Toronto City Council will not ask the Ontario government to drop its plan to impose a strong mayoral system on Toronto, councilors decided Thursday.

Instead, they decided to ask the province to consult with the city on how it governs itself and grant it more powers in line with city governments that operate under strong mayoral systems.

The motion, moved by Con. Jennifer McKelvie, went 23-2. Mayor John Tory did not speak to the motion. Josh Matlow and Denzil Minnan-Wong voted against.

The Council said it wanted to be consulted on areas where it previously wanted greater autonomy and decision-making power. These areas include road safety measures, planning and housing issues, cannabis and alcohol license application approvals, revenue collection and budget measures, including revenue tools that are used in each municipal system that has a strong mayor model.

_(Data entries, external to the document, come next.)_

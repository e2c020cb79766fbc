use super::{error::Result, error::StorageError, CreditLedger, Debit, JobStore};
use crate::core::{
    DrivingSource, FailureCategory, GenerationJob, JobId, JobStatus, Mode, OwnerId,
};
use async_trait::async_trait;
use chrono::{DateTime, Utc};
use sqlx::sqlite::{
    SqliteConnectOptions, SqliteJournalMode, SqlitePoolOptions, SqliteRow, SqliteSynchronous,
};
use sqlx::{Pool, Row, Sqlite, SqlitePool};
use std::path::Path;
use std::str::FromStr;
use std::time::Duration;
use tracing::{debug, info};
use uuid::Uuid;

/// Default pool size for SQLite connection pool.
const DEFAULT_POOL_SIZE: u32 = 10;

/// Default connection timeout in seconds.
const DEFAULT_CONNECTION_TIMEOUT_SECS: u64 = 30;

const JOB_COLUMNS: &str = "id, owner_id, photo_key, script, audio_key, voice_key, mode, \
     enhancement, derived_audio_key, external_handle, output_key, status, failure, \
     created_at, updated_at";

/// Configuration for the SQLite connection pool.
#[derive(Debug, Clone)]
pub struct PoolConfig {
    /// Maximum number of connections in the pool.
    pub max_size: u32,
    /// Minimum number of idle connections to maintain.
    pub min_idle: Option<u32>,
    /// Maximum time to wait for a connection from the pool.
    pub connection_timeout: Duration,
    /// Maximum lifetime of a connection.
    pub max_lifetime: Option<Duration>,
    /// Idle timeout for connections.
    pub idle_timeout: Option<Duration>,
}

impl Default for PoolConfig {
    fn default() -> Self {
        Self {
            max_size: DEFAULT_POOL_SIZE,
            min_idle: Some(2),
            connection_timeout: Duration::from_secs(DEFAULT_CONNECTION_TIMEOUT_SECS),
            max_lifetime: None,
            idle_timeout: Some(Duration::from_secs(600)), // 10 minutes
        }
    }
}

/// SQLite-backed job store and credit ledger with connection pooling.
///
/// Conditional updates are single `UPDATE ... WHERE status = ?` statements;
/// the debit and its job-keyed charge record are written in one transaction
/// that starts with a write, so SQLite serializes concurrent debits.
pub struct SqliteJobStore {
    pool: SqlitePool,
    db_path: String,
}

impl SqliteJobStore {
    /// Opens (creating if missing) a database file with the default pool configuration.
    pub async fn new(db_path: impl AsRef<Path>) -> Result<Self> {
        Self::with_config(db_path, PoolConfig::default()).await
    }

    /// Opens a database file with a custom pool configuration.
    pub async fn with_config(db_path: impl AsRef<Path>, config: PoolConfig) -> Result<Self> {
        let db_path_str = db_path.as_ref().to_string_lossy().to_string();

        let connect_options = SqliteConnectOptions::from_str(&format!("sqlite://{}", db_path_str))
            .map_err(|e| StorageError::Connection(e.to_string()))?
            .journal_mode(SqliteJournalMode::Wal)
            .synchronous(SqliteSynchronous::Normal)
            .busy_timeout(Duration::from_secs(5))
            .create_if_missing(true);

        let pool = Self::build_pool(connect_options, &config).await?;

        let store = Self {
            pool,
            db_path: db_path_str,
        };

        store.initialize().await?;
        info!(path = %store.db_path, "Opened SQLite job store");

        Ok(store)
    }

    /// Creates an in-memory store.
    ///
    /// Uses a single, never-recycled connection: an in-memory SQLite database
    /// lives exactly as long as its connection.
    pub async fn in_memory() -> Result<Self> {
        let config = PoolConfig {
            max_size: 1,
            min_idle: Some(1),
            max_lifetime: None,
            idle_timeout: None,
            ..PoolConfig::default()
        };

        let connect_options = SqliteConnectOptions::from_str("sqlite::memory:")
            .map_err(|e| StorageError::Connection(e.to_string()))?
            .journal_mode(SqliteJournalMode::Memory)
            .synchronous(SqliteSynchronous::Normal);

        let pool = Self::build_pool(connect_options, &config).await?;

        let store = Self {
            pool,
            db_path: ":memory:".to_string(),
        };

        store.initialize().await?;

        Ok(store)
    }

    /// Opens `:memory:` or a file path, whichever `url` names.
    pub async fn open(url: &str) -> Result<Self> {
        if url == ":memory:" {
            Self::in_memory().await
        } else {
            Self::new(url).await
        }
    }

    /// Builds the connection pool with the given configuration.
    async fn build_pool(
        connect_options: SqliteConnectOptions,
        config: &PoolConfig,
    ) -> Result<Pool<Sqlite>> {
        let mut builder = SqlitePoolOptions::new()
            .max_connections(config.max_size)
            .acquire_timeout(config.connection_timeout)
            .max_lifetime(config.max_lifetime)
            .idle_timeout(config.idle_timeout);

        if let Some(min_idle) = config.min_idle {
            builder = builder.min_connections(min_idle);
        }

        let pool = builder
            .connect_with(connect_options)
            .await
            .map_err(|e| StorageError::Connection(e.to_string()))?;

        Ok(pool)
    }

    /// Initialize the database schema.
    async fn initialize(&self) -> Result<()> {
        sqlx::query(
            "CREATE TABLE IF NOT EXISTS generation_jobs (
                id TEXT PRIMARY KEY,
                owner_id TEXT NOT NULL,
                photo_key TEXT NOT NULL,
                script TEXT,
                audio_key TEXT,
                voice_key TEXT,
                mode TEXT CHECK( mode IN ('standard','experimental') ) NOT NULL,
                enhancement INTEGER NOT NULL,
                derived_audio_key TEXT,
                external_handle TEXT UNIQUE,
                output_key TEXT,
                status TEXT CHECK( status IN ('queued','processing','completed','failed','no_credits') ) NOT NULL,
                failure TEXT,
                created_at INTEGER NOT NULL,
                updated_at INTEGER NOT NULL,
                CHECK( (script IS NULL) <> (audio_key IS NULL) ),
                CHECK( (output_key IS NULL) = (status <> 'completed') )
            )",
        )
        .execute(&self.pool)
        .await?;

        sqlx::query(
            "CREATE INDEX IF NOT EXISTS idx_generation_jobs_owner ON generation_jobs(owner_id, created_at)",
        )
        .execute(&self.pool)
        .await?;

        sqlx::query(
            "CREATE INDEX IF NOT EXISTS idx_generation_jobs_status ON generation_jobs(status, created_at)",
        )
        .execute(&self.pool)
        .await?;

        sqlx::query(
            "CREATE TABLE IF NOT EXISTS accounts (
                owner_id TEXT PRIMARY KEY,
                credits INTEGER NOT NULL DEFAULT 0 CHECK( credits >= 0 )
            )",
        )
        .execute(&self.pool)
        .await?;

        sqlx::query(
            "CREATE TABLE IF NOT EXISTS credit_charges (
                job_id TEXT PRIMARY KEY,
                owner_id TEXT NOT NULL,
                charged_at INTEGER NOT NULL
            )",
        )
        .execute(&self.pool)
        .await?;

        Ok(())
    }

    /// Closes the pool. Pending operations finish first.
    pub async fn close(&self) {
        self.pool.close().await;
    }

    async fn job_exists(&self, id: JobId) -> Result<bool> {
        let found: Option<i64> = sqlx::query_scalar("SELECT 1 FROM generation_jobs WHERE id = ?")
            .bind(id.to_string())
            .fetch_optional(&self.pool)
            .await?;
        Ok(found.is_some())
    }

    /// Turns "no row updated" into either `Ok(false)` or `JobNotFound`.
    async fn not_applied(&self, id: JobId) -> Result<bool> {
        if self.job_exists(id).await? {
            Ok(false)
        } else {
            Err(StorageError::JobNotFound(id))
        }
    }

    async fn handle_holder(&self, handle: &str) -> Result<Option<JobId>> {
        let holder: Option<String> =
            sqlx::query_scalar("SELECT id FROM generation_jobs WHERE external_handle = ?")
                .bind(handle)
                .fetch_optional(&self.pool)
                .await?;
        holder.map(|id| parse_uuid(&id)).transpose()
    }
}
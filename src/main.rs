//! Eikon server: HTTP API, background worker and webhook receiver.

use eikon::api::{self, AppState};
use eikon::config::Config;
use eikon::gateway::{HttpAssetStore, HttpSynthesisGateway};
use eikon::prelude::*;
use std::sync::Arc;
use tokio::signal;
use tokio::sync::mpsc;
use tracing::{error, info};
use tracing_subscriber::{layer::SubscriberExt, util::SubscriberInitExt};

const QUEUE_CAPACITY: usize = 1024;

#[tokio::main]
async fn main() -> anyhow::Result<()> {
    tracing_subscriber::registry()
        .with(
            tracing_subscriber::EnvFilter::try_from_default_env()
                .unwrap_or_else(|_| "eikon=info,tower_http=info".into()),
        )
        .with(tracing_subscriber::fmt::layer())
        .init();

    let config = Config::from_env()?;
    info!(database = %config.database_url, "Starting eikon");

    let store = Arc::new(SqliteJobStore::open(&config.database_url).await?);
    let admission = Arc::new(AdmissionController::new(config.max_active_per_owner));

    let gateway: Arc<dyn SynthesisGateway> =
        Arc::new(HttpSynthesisGateway::new(config.gateway.clone())?);
    let assets: Arc<dyn AssetStore> = Arc::new(HttpAssetStore::new(
        config.assets.presign_endpoint.clone(),
        config.assets.import_endpoint.clone(),
        config.gateway.auth.clone(),
    )?);

    let engine = Arc::new(Engine::new(
        store.clone(),
        gateway,
        assets.clone(),
        admission.clone(),
        config.engine_config(),
    ));

    let (sender, receiver) = mpsc::channel(QUEUE_CAPACITY);
    let worker = Worker::new(engine, receiver).start();

    let correlator = CallbackCorrelator::new(
        store.clone(),
        assets.clone(),
        admission.clone(),
        config.retry_policy,
    )
    .with_unknown_handle_grace(config.unknown_handle_grace);

    let state = AppState {
        scheduler: JobScheduler::new(store.clone(), admission, sender),
        correlator: Arc::new(correlator),
        assets,
        upload_url_ttl: config.assets.upload_url_ttl,
    };
    let app = api::router(state);

    let listener = tokio::net::TcpListener::bind(config.bind_addr).await?;
    info!("Server listening on http://{}", config.bind_addr);

    let served = axum::serve(listener, app)
        .with_graceful_shutdown(shutdown_signal())
        .await;

    info!("Stopping worker");
    worker.shutdown().await;
    store.close().await;

    served?;
    Ok(())
}

/// Resolves on Ctrl+C or SIGTERM.
async fn shutdown_signal() {
    let ctrl_c = async {
        if let Err(e) = signal::ctrl_c().await {
            error!("Failed to listen for Ctrl+C: {}", e);
            std::future::pending::<()>().await;
        }
    };

    #[cfg(unix)]
    let terminate = async {
        match signal::unix::signal(signal::unix::SignalKind::terminate()) {
            Ok(mut sigterm) => {
                sigterm.recv().await;
            }
            Err(e) => {
                error!("Failed to install SIGTERM handler: {}", e);
                std::future::pending::<()>().await;
            }
        }
    };

    #[cfg(not(unix))]
    let terminate = std::future::pending::<()>();

    tokio::select! {
        _ = ctrl_c => info!("Received Ctrl+C, shutting down..."),
        _ = terminate => info!("Received SIGTERM, shutting down..."),
    }
}
impl MotorBank {
    /// Create a bank from per-channel pin assignments.
    pub fn new(pwm_hz: u32, channels: [MotorPins; Channel::COUNT]) -> Self {
        Self {
            pwm_hz,
            channels,
            state: [0; Channel::COUNT],
        }
    }

    /// Claim every direction and PWM pin as an output.
    pub fn claim_pins<G: GpioBank>(&self, gpio: &mut G) -> Result<(), G::Error> {
        for pins in &self.channels {
            gpio.claim_output(pins.dir_a)?;
            gpio.claim_output(pins.dir_b)?;
            gpio.claim_output(pins.pwm)?;
        }
        Ok(())
    }

    /// Command one channel to a signed percentage.
    ///
    /// The percentage is re-validated against [-100, 100] even though the
    /// parser already guarantees it. The channel's invert flag is applied
    /// first; if the post-invert magnitude is below [`DEADBAND_PCT`] the
    /// command becomes a full stop and the stored state is 0 regardless of
    /// sign. Otherwise direction pins are set from the sign and the duty is
    /// the magnitude scaled to [`DUTY_RANGE`].
    ///
    /// Stored state is the post-invert signed percentage, not the duty.
    pub fn set_percent<G: GpioBank>(
        &mut self,
        gpio: &mut G,
        channel: Channel,
        pct: i8,
    ) -> Result<(), DeckError> {
        if !(MIN_PCT..=MAX_PCT).contains(&pct) {
            return Err(DeckError::Range(format!(
                "{} must be between -100 and 100",
                channel.as_str()
            )));
        }

        let pins = self.channels[channel.index()];
        let effective = if pins.invert { -pct } else { pct };

        if effective == 0 || effective.abs() < DEADBAND_PCT {
            Self::stop_pins(gpio, &pins, self.pwm_hz).map_err(DeckError::internal)?;
            self.state[channel.index()] = 0;
            return Ok(());
        }

        let (a, b) = if effective > 0 {
            (Level::High, Level::Low)
        } else {
            (Level::Low, Level::High)
        };
        gpio.write(pins.dir_a, a).map_err(DeckError::internal)?;
        gpio.write(pins.dir_b, b).map_err(DeckError::internal)?;

        let duty = scale_duty(effective.unsigned_abs());
        gpio.set_pwm(pins.pwm, self.pwm_hz, duty)
            .map_err(DeckError::internal)?;

        self.state[channel.index()] = effective;
        Ok(())
    }

    /// Stop every channel and zero all stored state.
    ///
    /// Best-effort: this is the safety path (STOP command and shutdown), so
    /// pin failures are logged and the stored state is zeroed regardless.
    pub fn stop_all<G: GpioBank>(&mut self, gpio: &mut G) {
        for (i, pins) in self.channels.iter().enumerate() {
            if let Err(e) = Self::stop_pins(gpio, pins, self.pwm_hz) {
                warn!(channel = Channel::ALL[i].as_str(), "pump stop failed: {e}");
            }
            self.state[i] = 0;
        }
    }

    /// Last commanded percentage for one channel.
    pub fn percent(&self, channel: Channel) -> i8 {
        self.state[channel.index()]
    }

    /// All channel percentages in fixed report order.
    pub fn percents(&self) -> [(Channel, i8); Channel::COUNT] {
        let mut out = [(Channel::FrontLeft, 0); Channel::COUNT];
        for (i, ch) in Channel::ALL.iter().enumerate() {
            out[i] = (*ch, self.state[i]);
        }
        out
    }

    fn stop_pins<G: GpioBank>(gpio: &mut G, pins: &MotorPins, pwm_hz: u32) -> Result<(), G::Error> {
        gpio.write(pins.dir_a, Level::Low)?;
        gpio.write(pins.dir_b, Level::Low)?;
        gpio.set_pwm(pins.pwm, pwm_hz, 0)
    }
}

/// Scale a command magnitude (0..=100) onto the duty range.
#[inline]
fn scale_duty(magnitude: u8) -> u8 {
    (u16::from(magnitude) * u16::from(DUTY_RANGE) / 100) as u8
}
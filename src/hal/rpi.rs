//! Raspberry Pi GPIO backend built on `rppal`.
//!
//! The only module that names the hardware library. Pins are claimed lazily
//! into owned [`OutputPin`] handles; PWM uses rppal's software PWM, which is
//! fine at the 2 kHz carrier the pump bridges want. Dropping the handles
//! (on [`release_all`](crate::traits::GpioBank::release_all) or process
//! exit) resets the pins to their original mode.

use std::collections::HashMap;

use rppal::gpio::{Error as GpioError, Gpio, OutputPin};

use crate::motors::DUTY_RANGE;
use crate::traits::{GpioBank, Level};

/// [`GpioBank`](crate::traits::GpioBank) implementation for the Raspberry
/// Pi's main GPIO header.
pub struct RppalGpio {
    chip: Gpio,
    pins: HashMap<u8, OutputPin>,
}

impl RppalGpio {
    /// Open the GPIO chip. Fails when not running on a Pi or when the
    /// process lacks access to `/dev/gpiomem`.
    pub fn new() -> Result<Self, GpioError> {
        Ok(Self {
            chip: Gpio::new()?,
            pins: HashMap::new(),
        })
    }

    fn pin_mut(&mut self, pin: u8) -> Result<&mut OutputPin, GpioError> {
        self.pins.get_mut(&pin).ok_or(GpioError::PinNotAvailable(pin))
    }
}

impl GpioBank for RppalGpio {
    type Error = GpioError;

    fn claim_output(&mut self, pin: u8) -> Result<(), GpioError> {
        let handle = self.chip.get(pin)?.into_output_low();
        self.pins.insert(pin, handle);
        Ok(())
    }

    fn write(&mut self, pin: u8, level: Level) -> Result<(), GpioError> {
        let handle = self.pin_mut(pin)?;
        match level {
            Level::High => handle.set_high(),
            Level::Low => handle.set_low(),
        }
        Ok(())
    }

    fn set_pwm(&mut self, pin: u8, freq_hz: u32, duty: u8) -> Result<(), GpioError> {
        let handle = self.pin_mut(pin)?;
        if duty == 0 {
            handle.clear_pwm()?;
            handle.set_low();
        } else {
            handle.set_pwm_frequency(f64::from(freq_hz), f64::from(duty) / f64::from(DUTY_RANGE))?;
        }
        Ok(())
    }

    fn release_all(&mut self) -> Result<(), GpioError> {
        // OutputPin handles reset their pins on drop.
        self.pins.clear();
        Ok(())
    }
}
//! Hardware Abstraction Layer implementations.
//!
//! Concrete implementations of the traits in [`crate::traits`]:
//!
//! - `mock`: test doubles for desktop development and the test suite
//! - `rpi`: Raspberry Pi GPIO via `rppal` (requires the `rpi` feature)

pub mod mock;

#[cfg(feature = "rpi")]
pub mod rpi;

pub use mock::{MockDelay, MockGpio, PinOp};

#[cfg(feature = "rpi")]
pub use rpi::RppalGpio;
//! Integration tests for the deck controller.
//!
//! These drive the controller end-to-end through protocol lines, the way
//! the HTTP front end does, and verify the externally observable contract:
//! stored state, response lines, and recorded pin/delay activity.

use std::time::Duration;

use pumpdeck::hal::{MockDelay, MockGpio};
use pumpdeck::{ActuatorConfig, Channel, DeckConfig, DeckController, DeckError};

fn deck() -> DeckController<MockGpio, MockDelay> {
    DeckController::new(MockGpio::new(), MockDelay::new(), &DeckConfig::default()).unwrap()
}

// ============================================================================
// GET / initial state
// ============================================================================

#[test]
fn get_before_any_command() {
    let mut deck = deck();
    let line = deck.handle_line("V1 GET").unwrap().render();
    assert_eq!(
        line,
        "OK V1 FL=0 FR=0 RL=0 RR=0 ACT_POS=0 ACT_HOMED=0 ACT_MOVING=0 ACT_TARGET=-"
    );
}

#[test]
fn get_is_read_only() {
    let mut deck = deck();
    deck.handle_line("V1 SET FL=40").unwrap();
    let ops_before = deck.gpio().ops.len();

    deck.handle_line("V1 GET").unwrap();
    deck.handle_line("V1 GET").unwrap();

    assert_eq!(deck.gpio().ops.len(), ops_before);
}

#[test]
fn get_ordering_is_stable_across_calls() {
    let mut deck = deck();
    deck.handle_line("V1 SET RR=10 FL=20").unwrap();

    let first = deck.handle_line("V1 GET").unwrap().render();
    let second = deck.handle_line("V1 GET").unwrap().render();
    assert_eq!(first, second);
    assert!(first.starts_with("OK V1 FL=20 FR=0 RL=0 RR=10"));
}

// ============================================================================
// SET semantics
// ============================================================================

#[test]
fn set_round_trips_every_percentage() {
    let mut deck = deck();
    for pct in (-100..=100).filter(|p: &i32| p.unsigned_abs() >= 6) {
        deck.handle_line(&format!("V1 SET FR={pct}")).unwrap();
        assert_eq!(i32::from(deck.pump_percent(Channel::FrontRight)), pct);
    }
}

#[test]
fn set_below_deadband_stores_zero() {
    let mut deck = deck();
    for pct in -5..=5 {
        deck.handle_line("V1 SET FR=50").unwrap();
        deck.handle_line(&format!("V1 SET FR={pct}")).unwrap();
        assert_eq!(deck.pump_percent(Channel::FrontRight), 0, "pct={pct}");
        // Physical stop: duty 0 on FR's PWM pin (18).
        assert_eq!(deck.gpio().duty(18), 0, "pct={pct}");
    }
}

#[test]
fn set_duplicate_channel_is_syntax_and_leaves_state() {
    let mut deck = deck();
    deck.handle_line("V1 SET FL=33").unwrap();

    let err = deck.handle_line("V1 SET FL=10 FL=20").unwrap_err();
    assert!(matches!(err, DeckError::Syntax(_)));
    assert_eq!(deck.pump_percent(Channel::FrontLeft), 33);
}

#[test]
fn set_is_atomic_across_assignments() {
    let mut deck = deck();

    let err = deck.handle_line("V1 SET FL=10 FR=999").unwrap_err();
    assert!(matches!(err, DeckError::Range(_)));

    // FL untouched even though its assignment was valid and listed first.
    assert_eq!(deck.pump_percent(Channel::FrontLeft), 0);
    assert_eq!(deck.gpio().duty(12), 0);
}

// ============================================================================
// Actuator flow
// ============================================================================

#[test]
fn goto_before_home_is_rejected() {
    let mut deck = deck();
    let err = deck.handle_line("V1 ACT GOTO=50").unwrap_err();
    assert!(matches!(err, DeckError::State(_)));

    let line = deck.handle_line("V1 GET").unwrap().render();
    assert!(line.contains("ACT_HOMED=0"));
}

#[test]
fn home_establishes_zero() {
    let mut deck = deck();
    deck.handle_line("V1 ACT HOME").unwrap();

    let line = deck.handle_line("V1 GET").unwrap().render();
    assert!(line.contains("ACT_POS=0 ACT_HOMED=1 ACT_MOVING=0 ACT_TARGET=-"));

    // The drive lasted stroke + margin.
    let expected = ActuatorConfig::default().homing_ms();
    assert_eq!(
        deck.delay().slept,
        vec![Duration::from_millis(expected)]
    );
}

#[test]
fn goto_full_stroke_takes_calibrated_duration() {
    let mut deck = deck();
    deck.handle_line("V1 ACT HOME").unwrap();
    deck.handle_line("V1 ACT GOTO=100").unwrap();

    let line = deck.handle_line("V1 GET").unwrap().render();
    assert!(line.contains("ACT_POS=100 ACT_HOMED=1 ACT_MOVING=0"));

    let stroke = ActuatorConfig::default().stroke_ms;
    assert_eq!(deck.delay().slept[1], Duration::from_millis(stroke));
}

#[test]
fn goto_to_current_position_is_immediate() {
    let mut deck = deck();
    deck.handle_line("V1 ACT HOME").unwrap();
    deck.handle_line("V1 ACT GOTO=50").unwrap();
    let sleeps_before = deck.delay().slept.len();
    let ops_before = deck.gpio().ops.len();

    deck.handle_line("V1 ACT GOTO=50.2").unwrap();

    assert_eq!(deck.delay().slept.len(), sleeps_before);
    assert_eq!(deck.gpio().ops.len(), ops_before);
    // Estimate snaps to the requested target.
    let line = deck.handle_line("V1 GET").unwrap().render();
    assert!(line.contains("ACT_POS=50"));
}

#[test]
fn act_stop_keeps_the_estimate() {
    let mut deck = deck();
    deck.handle_line("V1 ACT HOME").unwrap();
    deck.handle_line("V1 ACT GOTO=70").unwrap();

    deck.handle_line("V1 ACT STOP").unwrap();

    let line = deck.handle_line("V1 GET").unwrap().render();
    assert!(line.contains("ACT_POS=70 ACT_HOMED=1 ACT_MOVING=0 ACT_TARGET=-"));
}

// ============================================================================
// STOP semantics
// ============================================================================

#[test]
fn stop_zeroes_everything_and_never_fails() {
    let mut deck = deck();
    deck.handle_line("V1 SET FL=50 FR=-60 RL=70 RR=-80").unwrap();
    deck.handle_line("V1 ACT HOME").unwrap();

    let reply = deck.handle_line("V1 STOP").unwrap();
    assert_eq!(reply.render(), "OK V1");

    let line = deck.handle_line("V1 GET").unwrap().render();
    assert!(line.starts_with("OK V1 FL=0 FR=0 RL=0 RR=0"));
    assert!(line.contains("ACT_MOVING=0 ACT_TARGET=-"));
}

#[test]
fn stop_works_from_a_fresh_deck() {
    let mut deck = deck();
    // Nothing was ever commanded; STOP must still succeed.
    assert_eq!(deck.handle_line("V1 STOP").unwrap().render(), "OK V1");
}

#[test]
fn stop_succeeds_despite_hardware_failure() {
    let mut deck = deck();
    deck.handle_line("V1 SET FL=90").unwrap();
    deck.gpio_mut().fail_writes = true;

    assert!(deck.handle_line("V1 STOP").is_ok());
    assert_eq!(deck.pump_percent(Channel::FrontLeft), 0);
}

// ============================================================================
// Error dispatch
// ============================================================================

#[test]
fn hardware_failure_reports_internal_and_recovers() {
    let mut deck = deck();
    deck.gpio_mut().fail_writes = true;

    let err = deck.handle_line("V1 SET FL=40").unwrap_err();
    assert!(matches!(err, DeckError::Internal(_)));

    deck.gpio_mut().fail_writes = false;
    assert!(deck.handle_line("V1 SET FL=40").is_ok());
    assert_eq!(deck.pump_percent(Channel::FrontLeft), 40);
}

#[test]
fn error_lines_carry_the_category() {
    let mut deck = deck();
    let err = deck.handle_line("V1 SET XX=10").unwrap_err();
    assert_eq!(
        pumpdeck::render_error(&err),
        "ERR V1 NAME unknown pump XX"
    );
}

“The mayor is elected by all the inhabitants of the city,” the councilor said. Gary Crawford, the city’s budget chief, said Thursday.

Crawford, who voted in favor of the motion, said the extra powers would allow Toronto mayors to make ‘tough decisions’ on things like the budget, which he called a ‘gruesome and overwhelming process. “. which involves constant compromises. He said consensus needs to be built, but more information about the strong mayor system is needed.

“I support a strong mayor, but we have to see what it is. I don’t know what lies ahead. I don’t know what the prime minister has in mind,” he said.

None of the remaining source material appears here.